For most of its history, Remi was a French boys' name. The American girls' adoption is a 21st-century development that reached rank 145 in 2022. With around 21,000 cumulative American Remis on record, the name's bulk has arrived after 2018, and the bearer cohort is overwhelmingly under age 8. Few French-origin gender-neutral names have moved this fast on the American girls' side.
The French short form of Rémy
Remi is the simplified spelling of the French Rémy or Remi, ultimately from the Latin Remigius meaning "oarsman" (from remex, the Roman word for someone who rowed a ship). The name spread through medieval Christian Europe via Saint Remigius (Remy) of Reims (5th-6th century), the bishop who baptized Frankish king Clovis I in 496 and is considered a foundational figure in French Christianity.
The historical European Remy/Rémi has been overwhelmingly male, with continuous French Catholic usage across centuries. The girls' adoption is essentially a 21st-century English-language phenomenon, with the simplified spelling Remi distinguishing the form from the historical masculine Rémy.
The Ratatouille effect and gender-neutral wave
The Pixar film Ratatouille (2007) featured a male rat named Remy as protagonist, which gave the name strong pop-culture visibility but anchored Remy as a character name (and as a boys' name, in line with French tradition). The 2010s and 2020s shift toward girls' Remi reads as broader cultural movement rather than a single film moment — the Ratatouille effect played out more through name visibility than direct adoption.

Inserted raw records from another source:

//! Clamp options and their defaults.

use std::fmt;
use std::str::FromStr;
use std::time::Duration;

use serde::{Deserialize, Serialize};

use crate::error::ClampError;

/// Boundaries tried by default, coarsest first.
pub const DEFAULT_SPLIT_ON_CHARS: [&str; 5] = [".", "-", "\u{2013}", "\u{2014}", " "];

/// Default truncation marker, a horizontal ellipsis.
pub const DEFAULT_TRUNCATION_CHAR: &str = "\u{2026}";

/// Delay between deferred steps when `animate` is just switched on.
pub const DEFAULT_STEP_DELAY: Duration = Duration::from_millis(10);

/// How much content to keep.
#[derive(Debug, Clone, PartialEq, Eq, Serialize, Deserialize)]
#[serde(try_from = "RawClampValue", into = "RawClampValue")]
pub enum ClampValue {
    /// A number of lines.
    Lines(u32),
    /// As many lines as the element's current height holds.
    Auto,
    /// A height such as `60px` or `3em`. Only the leading integer is used,
    /// as a pixel height; the unit is ignored.
    Css(String),
}

impl ClampValue {
    /// Whether this is a CSS length, which the native path also writes as
    /// the element's `height`.
    #[must_use]
    pub const fn is_css(&self) -> bool {
        matches!(self, Self::Css(_))
    }
}

impl Default for ClampValue {
    fn default() -> Self {
        Self::Lines(2)
    }
}

impl FromStr for ClampValue {
    type Err = ClampError;

    fn from_str(s: &str) -> Result<Self, Self::Err> {
        let s = s.trim();
        if s == "auto" {
            return Ok(Self::Auto);
        }
        if s.contains("px") || s.contains("em") {
            return Ok(Self::Css(s.to_string()));
        }
        s.parse::<u32>()
            .map(Self::Lines)
            .map_err(|_| ClampError::InvalidClampValue(s.to_string()))
    }
}

impl fmt::Display for ClampValue {
    fn fmt(&self, f: &mut fmt::Formatter<'_>) -> fmt::Result {
        match self {
            Self::Lines(n) => write!(f, "{n}"),
            Self::Auto => f.write_str("auto"),
            Self::Css(value) => f.write_str(value),
        }
    }
}

/// Wire form of [`ClampValue`]: a bare number or a string.
#[derive(Debug, Clone, Serialize, Deserialize)]
#[serde(untagged)]
enum RawClampValue {
    Number(u32),
    Text(String),
}

impl TryFrom<RawClampValue> for ClampValue {
    type Error = ClampError;

    fn try_from(raw: RawClampValue) -> Result<Self, Self::Error> {
        match raw {
            RawClampValue::Number(n) => Ok(Self::Lines(n)),
            RawClampValue::Text(text) => text.parse(),
        }
    }
}

impl From<ClampValue> for RawClampValue {
    fn from(value: ClampValue) -> Self {
        match value {
            ClampValue::Lines(n) => Self::Number(n),
            other => Self::Text(other.to_string()),
        }
    }
}

/// Pacing of truncation steps.
#[derive(Debug, Clone, Copy, Default, PartialEq, Eq, Serialize, Deserialize)]
#[serde(from = "RawAnimate", into = "RawAnimate")]
pub enum Animate {
    /// Run every step back to back.
    #[default]
    Off,
    /// Wait [`DEFAULT_STEP_DELAY`] between steps.
    On,
    /// Wait this many milliseconds between steps.
    Millis(u64),
}

impl Animate {
    /// The pause between steps, if any.
    #[must_use]
    pub const fn delay(self) -> Option<Duration> {
        match self {
            Self::Off => None,
            Self::On => Some(DEFAULT_STEP_DELAY),
            Self::Millis(ms) => Some(Duration::from_millis(ms)),
        }
    }
}

/// Wire form of [`Animate`]: `true`/`false` or a number of milliseconds.
#[derive(Debug, Clone, Copy, Serialize, Deserialize)]
#[serde(untagged)]
enum RawAnimate {
    Flag(bool),
    Millis(u64),
}

impl From<RawAnimate> for Animate {
    fn from(raw: RawAnimate) -> Self {
        match raw {
            RawAnimate::Flag(false) | RawAnimate::Millis(0) => Self::Off,
            RawAnimate::Flag(true) => Self::On,
            RawAnimate::Millis(ms) => Self::Millis(ms),
        }
    }
}

impl From<Animate> for RawAnimate {
    fn from(animate: Animate) -> Self {
        match animate {
            Animate::Off => Self::Flag(false),
            Animate::On => Self::Flag(true),
            Animate::Millis(ms) => Self::Millis(ms),
        }
    }
}

/// Options for one clamp call. Missing fields in a deserialized document
/// take their defaults.
#[derive(Debug, Clone, PartialEq, Eq, Serialize, Deserialize)]
#[serde(rename_all = "camelCase", default)]
pub struct ClampOptions {
    /// Lines (or height) to clamp to.
    pub clamp: ClampValue,
    /// Hand off to the layout engine's own line clamp when it has one.
    pub use_native_clamp: bool,
    /// Boundaries to cut at, coarsest first. Character-by-character
    /// removal follows once these are used up.
    pub split_on_chars: Vec<String>,
    /// Step pacing for [`crate::clamp_deferred`].
    pub animate: Animate,
    /// Marker appended at the cut.
    pub truncation_char: String,
    /// Markup placed between the cut text and the marker.
    #[serde(
        rename = "truncationHTML",
        alias = "truncationHtml",
        skip_serializing_if = "Option::is_none"
    )]
    pub truncation_html: Option<String>,
}

impl Default for ClampOptions {
    fn default() -> Self {
        Self {
            clamp: ClampValue::default(),
            use_native_clamp: true,
            split_on_chars: DEFAULT_SPLIT_ON_CHARS
                .iter()
                .map(ToString::to_string)
                .collect(),
            animate: Animate::Off,
            truncation_char: DEFAULT_TRUNCATION_CHAR.to_string(),
            truncation_html: None,
        }
    }
}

The Real Housewives reality-TV ecosystem and various influencer naming choices contributed to Remi's girls' climb through the late 2010s. The name fits the broader gender-neutral wave that has also pulled Quinn, Sage, and Charlie into mainstream girls' usage.
The dual-gender register and spelling variants
The counter-reading worth flagging is that Remi is genuinely shared rather than gender-flipped. Remi remains a recognizable boys' name in French-speaking and French-Canadian communities, and the American boys' use of Remi (and Remy) persists at lower SSA ranks. Parents picking Remi for a girl will encounter occasional gender ambiguity, particularly in writing — a feature for parents seeking gender-neutrality, a friction for those wanting unambiguous femininity.
The spelling variants Remy, Remie, and Remmi appear at lower ranks and reflect different parental preferences for visual softness or French-heritage authenticity.
Sibling pairings on naming forums favor similarly short, gender-flexible picks: Remi and Sage, Remi and Quinn, Remi and Wren. Middle names tend longer and classical to balance the short first: Remi Rose, Remi Catherine, Remi Jane, Remi Eloise.